• _How to complete this task_:
Across all the entries, how many lines hold "Maximum"? Answer with that number and nothing else.

* * * * * * *

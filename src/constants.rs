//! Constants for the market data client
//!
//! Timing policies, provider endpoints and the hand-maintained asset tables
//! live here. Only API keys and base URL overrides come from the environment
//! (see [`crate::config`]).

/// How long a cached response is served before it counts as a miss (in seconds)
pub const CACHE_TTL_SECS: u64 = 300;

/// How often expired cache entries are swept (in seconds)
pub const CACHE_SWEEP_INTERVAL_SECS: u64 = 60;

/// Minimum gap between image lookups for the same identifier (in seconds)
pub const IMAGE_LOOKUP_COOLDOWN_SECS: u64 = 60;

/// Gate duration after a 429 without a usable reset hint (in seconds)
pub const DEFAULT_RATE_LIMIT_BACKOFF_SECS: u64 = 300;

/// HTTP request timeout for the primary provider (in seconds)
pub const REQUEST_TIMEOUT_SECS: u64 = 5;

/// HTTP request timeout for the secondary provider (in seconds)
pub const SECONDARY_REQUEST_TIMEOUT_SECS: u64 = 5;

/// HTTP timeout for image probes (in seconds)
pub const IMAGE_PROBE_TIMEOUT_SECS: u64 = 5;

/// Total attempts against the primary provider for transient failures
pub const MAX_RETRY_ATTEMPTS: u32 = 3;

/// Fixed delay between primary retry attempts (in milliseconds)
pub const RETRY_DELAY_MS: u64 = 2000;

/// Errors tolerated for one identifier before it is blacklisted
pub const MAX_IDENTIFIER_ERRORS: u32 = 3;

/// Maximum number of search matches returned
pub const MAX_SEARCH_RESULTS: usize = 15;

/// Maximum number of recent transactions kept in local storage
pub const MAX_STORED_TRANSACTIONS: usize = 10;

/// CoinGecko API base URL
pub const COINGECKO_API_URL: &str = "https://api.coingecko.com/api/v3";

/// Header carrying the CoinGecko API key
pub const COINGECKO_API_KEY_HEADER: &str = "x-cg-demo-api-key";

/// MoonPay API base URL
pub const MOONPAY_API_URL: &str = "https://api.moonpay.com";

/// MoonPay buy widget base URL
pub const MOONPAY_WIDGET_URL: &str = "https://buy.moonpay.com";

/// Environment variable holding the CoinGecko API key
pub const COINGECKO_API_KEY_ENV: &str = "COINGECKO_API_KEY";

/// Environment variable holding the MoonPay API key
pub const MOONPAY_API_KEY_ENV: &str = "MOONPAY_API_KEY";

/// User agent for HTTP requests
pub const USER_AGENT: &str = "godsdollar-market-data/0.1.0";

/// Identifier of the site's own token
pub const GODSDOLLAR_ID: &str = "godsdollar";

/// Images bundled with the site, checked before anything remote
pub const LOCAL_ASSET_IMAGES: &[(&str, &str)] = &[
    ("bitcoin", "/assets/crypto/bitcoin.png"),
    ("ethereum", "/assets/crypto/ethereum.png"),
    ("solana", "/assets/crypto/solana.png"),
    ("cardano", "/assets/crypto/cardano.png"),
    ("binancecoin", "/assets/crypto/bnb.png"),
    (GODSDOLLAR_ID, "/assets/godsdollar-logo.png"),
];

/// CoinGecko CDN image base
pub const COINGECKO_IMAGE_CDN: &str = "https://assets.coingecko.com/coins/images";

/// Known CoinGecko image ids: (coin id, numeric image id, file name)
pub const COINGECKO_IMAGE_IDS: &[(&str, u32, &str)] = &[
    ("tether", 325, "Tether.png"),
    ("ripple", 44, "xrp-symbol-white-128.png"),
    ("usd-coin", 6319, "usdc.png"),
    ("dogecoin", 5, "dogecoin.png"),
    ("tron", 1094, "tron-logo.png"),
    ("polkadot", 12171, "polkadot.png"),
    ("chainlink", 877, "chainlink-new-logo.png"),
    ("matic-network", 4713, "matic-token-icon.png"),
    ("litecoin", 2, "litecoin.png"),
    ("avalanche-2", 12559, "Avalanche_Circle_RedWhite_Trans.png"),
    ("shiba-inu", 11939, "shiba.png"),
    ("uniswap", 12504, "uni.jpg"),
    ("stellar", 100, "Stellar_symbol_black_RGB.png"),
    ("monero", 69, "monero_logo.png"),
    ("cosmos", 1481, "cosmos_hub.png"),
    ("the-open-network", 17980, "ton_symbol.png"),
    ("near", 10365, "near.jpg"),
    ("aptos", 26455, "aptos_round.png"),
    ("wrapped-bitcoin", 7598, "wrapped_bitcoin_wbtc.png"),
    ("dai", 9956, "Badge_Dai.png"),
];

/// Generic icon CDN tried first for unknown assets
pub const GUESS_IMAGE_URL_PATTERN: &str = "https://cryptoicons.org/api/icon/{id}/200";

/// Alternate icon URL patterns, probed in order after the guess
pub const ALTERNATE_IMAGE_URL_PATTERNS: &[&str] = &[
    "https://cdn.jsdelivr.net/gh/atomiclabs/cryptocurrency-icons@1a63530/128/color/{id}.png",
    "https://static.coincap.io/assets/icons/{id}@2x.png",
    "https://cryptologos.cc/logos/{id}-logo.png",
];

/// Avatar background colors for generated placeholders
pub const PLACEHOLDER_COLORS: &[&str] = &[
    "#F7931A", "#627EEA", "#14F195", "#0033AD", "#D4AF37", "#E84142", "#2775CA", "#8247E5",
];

* * * * * * *

• _Expected output_:
2